借金の解決方法

借金整理の4つの方法

借金を整理するには、どのような方法があるのでしょう。主だったものを簡単にあげてみます。

 

特定調停

簡易裁判所に特定調停を申し立て、裁判所に債権者(貸し手)と債務者(借り手)のあいだに入ってもらい、借入額の減額や返済方法などを話し合うための方法です。

 

また、従来の多くの知識を必要とする民事調停と違い、自分で申し立てることができます。費用も安いといった点もあり、利用されることに拍車がかかっています。特定調停は、利息制限法に基づく金利の引き直しによって借金が減る、将来利息カットで分割払いになるという効果を得られることが多く、場合によっては借金が半分以下になったとか、債務ゼロになったというような、今後を大きく変えることさえ起こりえます。

 

任意整理

特定調停と同じような効果を狙ったものですが、こちらは裁判所を利用せず、弁護士や(認定)司法書士に委任してあいだに入ってもらい、借金を整理していく方法です。

 

法律家に委任しますのでその分費用はかかりますが、委任したあとはあなたに代わって各債権者と交渉などもしてくれますので、確実に決着をつけられます。

 

そのためには、現状をきちんと打ち明け、返済に無理がないことなどの前提条件があることを忘れないでください。加えて、その法律家が経験豊かな信頼できる人であることも必要でしょう。

 

仕事が多忙でなかなか裁判所に行けない人や、特定調停を利用しようとしてもどうも理解できないと思う人などにとっては、いい方法だといえます。

 

個人再生

この制度は、2001年4月にできた比較的新しい制度です。
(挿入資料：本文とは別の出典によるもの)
//! Splits file text into bounded, semantically meaningful chunks.
//!
//! The primary strategy asks an external boundary advisor for split offsets
//! and validates the result; degenerate or missing advice falls back to
//! fixed-size chunking with overlap. Chunking never fails outright.
pub mod advisor;

use tracing::debug;

pub use advisor::{AdvisorError, BoundaryAdvisor, HttpBoundaryAdvisor, NoopAdvisor};

use crate::scanner::FileType;

/// Files at or below this many characters are returned as a single chunk.
pub const SINGLE_CHUNK_THRESHOLD: usize = 1000;
/// Chunks smaller than this are merged into a neighbor.
pub const MIN_CHUNK_SIZE: usize = 100;
/// Chunks larger than this are re-split.
pub const MAX_CHUNK_SIZE: usize = 4000;
/// Fallback fixed chunk size.
pub const FIXED_CHUNK_SIZE: usize = 2000;
/// Fallback fixed chunk overlap.
pub const FIXED_CHUNK_OVERLAP: usize = 200;
/// Minimum fraction of the original characters the chunk set must retain.
const QUALITY_FLOOR: f64 = 0.80;

/// A contiguous, trimmed, non-empty slice of a file's text.
/// Offsets are char positions into the original text.
#[derive(Debug, Clone, PartialEq)]
pub struct Chunk {
    pub text: String,
    pub start_offset: usize,
    pub end_offset: usize,
    pub source_file: String,
}

/// Split `text` into chunks, consulting the boundary advisor for code-aware
/// split points and validating the outcome against the quality floor.
pub async fn chunk(
    text: &str,
    file_type: FileType,
    file_name: &str,
    advisor: &dyn BoundaryAdvisor,
) -> Vec<Chunk> {
    let chars: Vec<char> = text.chars().collect();
    let total = chars.len();
    if total == 0 {
        return Vec::new();
    }

    if total <= SINGLE_CHUNK_THRESHOLD {
        return spans_to_chunks(&chars, &[(0, total)], file_name);
    }

    let offsets = match advisor.advise(text, file_type, file_name).await {
        Ok(offsets) => offsets,
        Err(e) => {
            debug!("Boundary advice failed for {file_name}: {e}; using fixed chunking");
            return fixed_chunks(&chars, file_name);
        }
    };

    match advised_chunks(&chars, &offsets, file_name) {
        Some(chunks) => chunks,
        None => {
            debug!("Discarding degenerate boundaries for {file_name}; using fixed chunking");
            fixed_chunks(&chars, file_name)
        }
    }
}

/// Build chunks from advisory offsets, or `None` when the boundary set fails
/// the quality floor and must be discarded.
fn advised_chunks(chars: &[char], offsets: &[usize], file_name: &str) -> Option<Vec<Chunk>> {
    let total = chars.len();

    // Clamp, dedupe, sort.
    let mut boundaries: Vec<usize> = offsets.iter().map(|&o| o.min(total)).collect();
    boundaries.sort_unstable();
    boundaries.dedup();

    // Coverage check before forcing sentinels: an advisor whose offsets stop
    // well short of the end has produced a degenerate boundary set.
    let claimed_end = boundaries.last().copied().unwrap_or(0);
    if (claimed_end as f64) < QUALITY_FLOOR * total as f64 {
        return None;
    }

    // Force the set to start at 0 and end at the text length.
    if boundaries.first() != Some(&0) {
        boundaries.insert(0, 0);
    }
    if boundaries.last() != Some(&total) {
        boundaries.push(total);
    }

    let spans: Vec<(usize, usize)> = boundaries
        .windows(2)
        .map(|w| (w[0], w[1]))
        .filter(|(s, e)| e > s)
        .collect();
    if spans.is_empty() {
        return None;
    }

    let merged = merge_small_spans(&spans);
    let sized = resplit_large_spans(&merged);
    let chunks = spans_to_chunks(chars, &sized, file_name);

    // Quality gate on the final set: trimming and merging must not have
    // dropped more than the floor allows.
    let retained: usize = chunks.iter().map(|c| c.text.chars().count()).sum();
    if (retained as f64) < QUALITY_FLOOR * total as f64 {
        return None;
    }

    Some(chunks)
}

/// Merge spans shorter than [`MIN_CHUNK_SIZE`] into the preceding span while
/// the merged span stays within [`MAX_CHUNK_SIZE`].
fn merge_small_spans(spans: &[(usize, usize)]) -> Vec<(usize, usize)> {
    let mut merged: Vec<(usize, usize)> = Vec::with_capacity(spans.len());
    for &(s, e) in spans {
        if let Some(last) = merged.last_mut() {
            let last_len = last.1 - last.0;
            let cur_len = e - s;
            if (cur_len < MIN_CHUNK_SIZE || last_len < MIN_CHUNK_SIZE)
                && e - last.0 <= MAX_CHUNK_SIZE
            {
                last.1 = e;
                continue;
            }
        }
        merged.push((s, e));
    }
    merged
}

/// Re-split spans larger than [`MAX_CHUNK_SIZE`] using fixed-size windows.
fn resplit_large_spans(spans: &[(usize, usize)]) -> Vec<(usize, usize)> {
    let mut out = Vec::with_capacity(spans.len());
    for &(s, e) in spans {
        if e - s > MAX_CHUNK_SIZE {
            out.extend(fixed_spans(s, e, FIXED_CHUNK_SIZE, FIXED_CHUNK_OVERLAP));
        } else {
            out.push((s, e));
        }
    }
    out
}

/// Fixed-size chunking with overlap over the whole text.
fn fixed_chunks(chars: &[char], file_name: &str) -> Vec<Chunk> {
    let spans = fixed_spans(0, chars.len(), FIXED_CHUNK_SIZE, FIXED_CHUNK_OVERLAP);
    spans_to_chunks(chars, &spans, file_name)
}

fn fixed_spans(start: usize, end: usize, size: usize, overlap: usize) -> Vec<(usize, usize)> {
    let mut spans = Vec::new();
    if start >= end {
        return spans;
    }
    let step = if size > overlap { size - overlap } else { 1 };
    let mut pos = start;
    loop {
        let span_end = (pos + size).min(end);
        spans.push((pos, span_end));
        if span_end >= end {
            break;
        }
        pos += step;
    }
    spans
}

/// Materialize spans as trimmed, non-empty chunks with char offsets adjusted
/// to the trimmed slice.
fn spans_to_chunks(chars: &[char], spans: &[(usize, usize)], file_name: &str) -> Vec<Chunk> {
    let mut chunks = Vec::with_capacity(spans.len());
    for &(s, e) in spans {
        let slice = &chars[s..e];
        let leading = slice.iter().take_while(|c| c.is_whitespace()).count();
        if leading == slice.len() {
            continue;
        }
        let trailing = slice.iter().rev().take_while(|c| c.is_whitespace()).count();
        let text: String = slice[leading..slice.len() - trailing].iter().collect();
        chunks.push(Chunk {
            text,
            start_offset: s + leading,
            end_offset: e - trailing,
            source_file: file_name.to_string(),
        });
    }
    chunks
}

#[cfg(test)]
mod tests {
    use super::*;
    use async_trait::async_trait;

    /// Test advisor returning a scripted offset list.
    struct ScriptedAdvisor(Vec<usize>);

    #[async_trait]
    impl BoundaryAdvisor for ScriptedAdvisor {
        async fn advise(
            &self,
            _preview: &str,
            _file_type: FileType,
            _file_name: &str,
        ) -> Result<Vec<usize>, AdvisorError> {
            Ok(self.0.clone())
        }
    }

    fn text_of_len(n: usize) -> String {
        // Lines of 10 chars each so the text has structure but no long
        // whitespace runs.
        let line = "abcdefghi\n";
        line.repeat(n / line.len() + 1)[..n].to_string()
    }

    #[tokio::test]
    async fn test_small_file_single_chunk() {
        let text = "fn main() {}\n";
        let chunks = chunk(text, FileType::Code, "main.rs", &NoopAdvisor).await;
        assert_eq!(chunks.len(), 1);
        assert_eq!(chunks[0].text, "fn main() {}");
        assert_eq!(chunks[0].start_offset, 0);
        assert_eq!(chunks[0].source_file, "main.rs");
    }

    #[tokio::test]
    async fn test_empty_and_whitespace() {
        assert!(chunk("", FileType::Text, "e.txt", &NoopAdvisor).await.is_empty());
        assert!(
            chunk("   \n\n  ", FileType::Text, "w.txt", &NoopAdvisor)
                .await
                .is_empty()
        );
    }

    #[tokio::test]
    async fn test_advisor_failure_falls_back_to_fixed() {
        let text = text_of_len(5000);
        let chunks = chunk(&text, FileType::Text, "a.txt", &NoopAdvisor).await;
        assert!(chunks.len() > 1);
        for c in &chunks {
            assert!(c.text.chars().count() <= FIXED_CHUNK_SIZE);
        }
        // Overlapping fixed windows cover the full text (minus trimmed
        // trailing whitespace).
        assert!(chunks.last().unwrap().end_offset >= 4999);
    }

    #[tokio::test]
    async fn test_good_boundaries_respected() {
        let text = text_of_len(5000);
        let advisor = ScriptedAdvisor(vec![1500, 3200, 5000]);
        let chunks = chunk(&text, FileType::Code, "a.js", &advisor).await;

        assert_eq!(chunks.len(), 3);
        // Monotone, non-overlapping offsets.
        for pair in chunks.windows(2) {
            assert!(pair[0].end_offset <= pair[1].start_offset);
        }
        let retained: usize = chunks.iter().map(|c| c.text.chars().count()).sum();
        assert!(retained as f64 >= 0.8 * 5000.0);
    }

    #[tokio::test]
    async fn test_degenerate_coverage_triggers_fixed_fallback() {
        // Boundaries cover only the first half of a 5000-char file.
        let text = text_of_len(5000);
        let advisor = ScriptedAdvisor(vec![0, 2500]);
        let chunks = chunk(&text, FileType::Text, "half.txt", &advisor).await;

        for c in &chunks {
            assert!(c.text.chars().count() <= FIXED_CHUNK_SIZE);
        }
        assert!(chunks.last().unwrap().end_offset >= 4999);
        // Fixed 2000/200 over 5000 chars: starts at 0, 1800, 3600.
        let starts: Vec<usize> = chunks.iter().map(|c| c.start_offset).collect();
        assert_eq!(starts, vec![0, 1800, 3600]);
    }

    #[tokio::test]
    async fn test_small_spans_merged() {
        let text = text_of_len(3000);
        // 50-char slivers between 1000 and 1100 must merge away.
        let advisor = ScriptedAdvisor(vec![1000, 1050, 1100, 3000]);
        let chunks = chunk(&text, FileType::Text, "m.txt", &advisor).await;
        for c in &chunks {
            assert!(
                c.text.chars().count() >= MIN_CHUNK_SIZE,
                "sliver survived: {} chars",
                c.text.chars().count()
            );
        }
    }

    #[tokio::test]
    async fn test_oversized_span_resplit() {
        let text = text_of_len(9000);
        let advisor = ScriptedAdvisor(vec![9000]);
        let chunks = chunk(&text, FileType::Text, "big.txt", &advisor).await;
        assert!(chunks.len() > 1);
        for c in &chunks {
            assert!(c.text.chars().count() <= FIXED_CHUNK_SIZE);
        }
    }

    #[tokio::test]
    async fn test_out_of_range_offsets_clamped() {
        let text = text_of_len(2000);
        let advisor = ScriptedAdvisor(vec![500, 999_999]);
        let chunks = chunk(&text, FileType::Text, "c.txt", &advisor).await;
        assert!(!chunks.is_empty());
        assert!(chunks.iter().all(|c| c.end_offset <= 2000));
    }

    #[test]
    fn test_fixed_spans_progress_and_overlap() {
        let spans = fixed_spans(0, 5000, 2000, 200);
        assert_eq!(spans, vec![(0, 2000), (1800, 3800), (3600, 5000)]);

        // Pathological size <= overlap still makes progress.
        let spans = fixed_spans(0, 10, 2, 5);
        assert!(spans.len() <= 10);
        assert_eq!(spans.last().unwrap().1, 10);
    }

    #[test]
    fn test_merge_small_spans() {
        let merged = merge_small_spans(&[(0, 1000), (1000, 1050), (1050, 2000)]);
        assert_eq!(merged, vec![(0, 1050), (1050, 2000)]);

        // No merge when the result would exceed the maximum.
        let merged = merge_small_spans(&[(0, 3990), (3990, 4040)]);
        assert_eq!(merged, vec![(0, 3990), (3990, 4040)]);
    }
}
一般的にはまだ浸透していないのですが、一定の要件を満たせば、住宅を手放すことなく、住宅ローン以外の借金を大幅に減らせます。住宅ローンについては、返済計画の見直しをして返済方法を変更したりもします。

 

この制度の注目すべき点は、利息制限法による金利の引き直しも利用した上で、さらに元本が最大で10分のーまで減らせるというところです。そのため、金利の引き直しによっても債務の圧縮が見込めない場合や、それだけでは返済しきれないほどの借金が残る場合などには有効な方法です。

 

もちろん、利用できる条件さえ満たしていれば、住宅(持ち家)がない人も利用できます。「自己破産に納得できない」「安易に自己破産をしたくない」と思われている人は、検討してみる価値があります。

 

自己破産

借金整理の方法としてあまりにも有名。そのため誤解やデマ情報もよく聞きます。

 

自己破産は裁判所に申し立てを行い、破産宣告のあと免責決定を受けることによって、すべての借金について返済を免除してもらうというものです。

 

特定調停、任意整理、個人再生などによっても借金整理できない場合に利用する制度で、最終手段です。ただ借金の返済から逃れたいからと安易に講ずるものでもなく、また、返済がきつくなったからといって、あわててこの制度を考える必要はありません。